→ PROBLEM TO WORK ON
Go line by line through the records below. Copy whichever lines contain the string "urgency".

[Source records]
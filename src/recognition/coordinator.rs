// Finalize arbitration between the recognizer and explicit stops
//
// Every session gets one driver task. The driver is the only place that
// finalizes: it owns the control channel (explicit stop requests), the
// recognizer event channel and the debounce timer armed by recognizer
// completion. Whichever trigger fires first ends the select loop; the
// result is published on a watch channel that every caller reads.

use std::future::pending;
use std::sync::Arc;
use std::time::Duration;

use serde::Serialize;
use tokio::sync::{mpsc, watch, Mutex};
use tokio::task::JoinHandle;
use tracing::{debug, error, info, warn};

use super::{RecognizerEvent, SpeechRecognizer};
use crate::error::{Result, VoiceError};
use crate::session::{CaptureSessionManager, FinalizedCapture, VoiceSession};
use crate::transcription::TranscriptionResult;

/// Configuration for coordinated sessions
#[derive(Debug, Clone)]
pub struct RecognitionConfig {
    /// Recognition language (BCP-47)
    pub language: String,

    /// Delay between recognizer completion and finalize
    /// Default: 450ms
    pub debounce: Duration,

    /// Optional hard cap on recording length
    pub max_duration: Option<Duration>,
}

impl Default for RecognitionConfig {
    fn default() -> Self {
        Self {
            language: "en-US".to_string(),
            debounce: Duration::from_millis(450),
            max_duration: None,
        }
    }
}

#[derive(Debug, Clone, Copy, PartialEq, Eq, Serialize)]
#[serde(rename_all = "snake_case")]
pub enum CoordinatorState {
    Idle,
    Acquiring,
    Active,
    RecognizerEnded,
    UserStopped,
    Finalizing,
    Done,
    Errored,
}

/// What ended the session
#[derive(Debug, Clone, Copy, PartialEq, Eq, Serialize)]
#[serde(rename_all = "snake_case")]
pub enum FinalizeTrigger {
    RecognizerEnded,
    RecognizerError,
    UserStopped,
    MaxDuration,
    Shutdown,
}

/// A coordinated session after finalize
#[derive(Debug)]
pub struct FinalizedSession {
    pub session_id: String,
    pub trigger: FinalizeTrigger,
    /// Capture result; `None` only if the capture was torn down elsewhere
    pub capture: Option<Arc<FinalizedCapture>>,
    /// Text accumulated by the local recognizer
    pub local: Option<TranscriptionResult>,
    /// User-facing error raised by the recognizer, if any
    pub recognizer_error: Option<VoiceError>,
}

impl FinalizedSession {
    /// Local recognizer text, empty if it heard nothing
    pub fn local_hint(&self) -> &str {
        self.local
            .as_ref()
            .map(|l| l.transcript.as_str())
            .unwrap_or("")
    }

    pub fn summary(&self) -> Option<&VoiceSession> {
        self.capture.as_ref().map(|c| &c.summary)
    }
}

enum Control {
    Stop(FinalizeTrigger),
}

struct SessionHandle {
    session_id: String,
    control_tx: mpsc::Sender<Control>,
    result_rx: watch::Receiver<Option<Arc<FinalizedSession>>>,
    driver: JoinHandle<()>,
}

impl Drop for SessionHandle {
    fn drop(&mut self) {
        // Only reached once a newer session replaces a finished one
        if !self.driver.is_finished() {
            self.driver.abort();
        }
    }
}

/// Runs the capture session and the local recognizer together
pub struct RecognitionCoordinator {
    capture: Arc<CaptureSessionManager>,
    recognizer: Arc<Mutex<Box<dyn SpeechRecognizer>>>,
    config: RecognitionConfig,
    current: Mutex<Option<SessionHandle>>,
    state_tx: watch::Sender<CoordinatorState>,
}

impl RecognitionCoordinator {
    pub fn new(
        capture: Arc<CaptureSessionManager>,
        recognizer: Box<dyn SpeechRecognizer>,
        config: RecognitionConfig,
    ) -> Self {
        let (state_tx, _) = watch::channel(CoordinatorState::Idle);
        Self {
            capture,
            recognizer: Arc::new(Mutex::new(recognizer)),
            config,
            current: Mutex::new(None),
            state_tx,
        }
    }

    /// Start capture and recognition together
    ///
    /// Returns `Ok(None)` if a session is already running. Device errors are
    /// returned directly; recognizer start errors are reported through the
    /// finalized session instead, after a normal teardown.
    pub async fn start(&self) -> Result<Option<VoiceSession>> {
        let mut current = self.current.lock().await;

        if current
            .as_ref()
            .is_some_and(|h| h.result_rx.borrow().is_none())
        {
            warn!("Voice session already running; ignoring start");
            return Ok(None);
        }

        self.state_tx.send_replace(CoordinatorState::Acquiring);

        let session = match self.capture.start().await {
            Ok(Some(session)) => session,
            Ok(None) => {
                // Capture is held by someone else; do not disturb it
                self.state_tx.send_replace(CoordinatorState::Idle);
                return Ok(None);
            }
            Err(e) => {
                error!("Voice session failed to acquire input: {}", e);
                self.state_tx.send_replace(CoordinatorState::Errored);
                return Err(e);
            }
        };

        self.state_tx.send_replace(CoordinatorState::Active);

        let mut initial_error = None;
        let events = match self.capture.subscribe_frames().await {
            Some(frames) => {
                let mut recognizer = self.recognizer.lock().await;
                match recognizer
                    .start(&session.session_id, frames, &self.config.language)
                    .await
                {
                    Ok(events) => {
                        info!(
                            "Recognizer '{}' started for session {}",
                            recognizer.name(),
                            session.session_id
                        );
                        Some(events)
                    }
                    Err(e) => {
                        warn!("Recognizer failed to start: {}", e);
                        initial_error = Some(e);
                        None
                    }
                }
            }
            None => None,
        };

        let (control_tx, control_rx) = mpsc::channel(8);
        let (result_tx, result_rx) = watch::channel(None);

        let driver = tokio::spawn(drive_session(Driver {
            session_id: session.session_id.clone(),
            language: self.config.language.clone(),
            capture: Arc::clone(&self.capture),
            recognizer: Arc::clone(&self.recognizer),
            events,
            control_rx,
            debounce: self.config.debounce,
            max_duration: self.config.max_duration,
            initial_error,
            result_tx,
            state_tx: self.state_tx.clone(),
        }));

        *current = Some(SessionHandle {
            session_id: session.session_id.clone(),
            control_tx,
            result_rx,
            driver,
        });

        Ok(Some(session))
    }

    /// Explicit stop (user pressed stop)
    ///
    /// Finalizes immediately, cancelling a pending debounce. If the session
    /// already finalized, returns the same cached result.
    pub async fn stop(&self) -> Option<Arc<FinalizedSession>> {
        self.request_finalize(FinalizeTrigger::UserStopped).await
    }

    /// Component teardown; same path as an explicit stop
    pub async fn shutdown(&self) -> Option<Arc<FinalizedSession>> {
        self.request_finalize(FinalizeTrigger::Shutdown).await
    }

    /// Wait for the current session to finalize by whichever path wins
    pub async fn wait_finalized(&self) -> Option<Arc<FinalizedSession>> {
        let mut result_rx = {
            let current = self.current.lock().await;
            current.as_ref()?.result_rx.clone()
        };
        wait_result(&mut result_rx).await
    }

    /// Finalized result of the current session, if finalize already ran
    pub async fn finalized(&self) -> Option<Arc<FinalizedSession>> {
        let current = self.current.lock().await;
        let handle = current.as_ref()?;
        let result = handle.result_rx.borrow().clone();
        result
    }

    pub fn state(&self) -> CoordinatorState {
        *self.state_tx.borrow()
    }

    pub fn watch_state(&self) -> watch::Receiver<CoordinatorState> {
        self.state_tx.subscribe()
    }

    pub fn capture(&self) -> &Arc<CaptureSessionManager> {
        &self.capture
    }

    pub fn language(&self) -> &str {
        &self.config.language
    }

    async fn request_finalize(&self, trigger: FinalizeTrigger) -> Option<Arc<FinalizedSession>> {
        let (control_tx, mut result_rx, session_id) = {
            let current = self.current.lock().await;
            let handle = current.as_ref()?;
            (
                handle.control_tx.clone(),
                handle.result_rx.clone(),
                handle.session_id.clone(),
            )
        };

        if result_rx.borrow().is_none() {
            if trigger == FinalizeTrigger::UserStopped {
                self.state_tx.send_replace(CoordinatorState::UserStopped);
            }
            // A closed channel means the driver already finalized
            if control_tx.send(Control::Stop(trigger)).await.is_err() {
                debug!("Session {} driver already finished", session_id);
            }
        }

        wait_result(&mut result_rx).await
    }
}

---

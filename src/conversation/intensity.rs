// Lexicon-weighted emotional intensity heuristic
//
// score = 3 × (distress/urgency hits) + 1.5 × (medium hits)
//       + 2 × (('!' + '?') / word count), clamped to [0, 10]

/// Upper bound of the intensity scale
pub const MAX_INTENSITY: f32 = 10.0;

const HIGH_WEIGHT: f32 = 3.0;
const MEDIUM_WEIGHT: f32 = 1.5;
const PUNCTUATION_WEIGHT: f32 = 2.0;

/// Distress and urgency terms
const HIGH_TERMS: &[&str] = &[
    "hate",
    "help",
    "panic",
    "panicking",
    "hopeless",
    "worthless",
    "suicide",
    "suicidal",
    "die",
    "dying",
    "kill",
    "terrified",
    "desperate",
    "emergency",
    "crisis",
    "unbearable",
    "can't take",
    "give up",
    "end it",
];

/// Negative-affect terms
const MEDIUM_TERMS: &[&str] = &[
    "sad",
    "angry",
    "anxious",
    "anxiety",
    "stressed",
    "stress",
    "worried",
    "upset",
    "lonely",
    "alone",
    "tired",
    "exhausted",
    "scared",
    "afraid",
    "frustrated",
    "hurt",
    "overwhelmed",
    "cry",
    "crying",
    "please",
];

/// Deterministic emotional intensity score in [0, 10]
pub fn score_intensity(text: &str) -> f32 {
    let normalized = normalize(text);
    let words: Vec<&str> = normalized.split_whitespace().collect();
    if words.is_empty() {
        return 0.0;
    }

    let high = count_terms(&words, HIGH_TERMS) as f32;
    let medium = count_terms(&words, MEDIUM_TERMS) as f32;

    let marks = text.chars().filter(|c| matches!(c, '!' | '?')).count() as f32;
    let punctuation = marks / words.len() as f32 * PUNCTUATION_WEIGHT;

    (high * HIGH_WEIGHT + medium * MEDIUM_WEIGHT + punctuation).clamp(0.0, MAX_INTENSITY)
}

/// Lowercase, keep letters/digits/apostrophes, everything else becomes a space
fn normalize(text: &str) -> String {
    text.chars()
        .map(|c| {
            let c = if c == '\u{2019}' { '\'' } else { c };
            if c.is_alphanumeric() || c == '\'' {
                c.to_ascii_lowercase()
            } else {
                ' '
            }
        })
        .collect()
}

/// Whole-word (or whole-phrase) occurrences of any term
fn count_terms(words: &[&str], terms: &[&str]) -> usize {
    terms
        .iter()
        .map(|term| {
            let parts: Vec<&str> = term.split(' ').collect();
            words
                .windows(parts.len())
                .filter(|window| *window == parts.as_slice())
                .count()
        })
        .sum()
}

→ YOUR RESPONSE
// score = 3 × (distress/urgency hits) + 1.5 × (medium hits)
/// Distress and urgency terms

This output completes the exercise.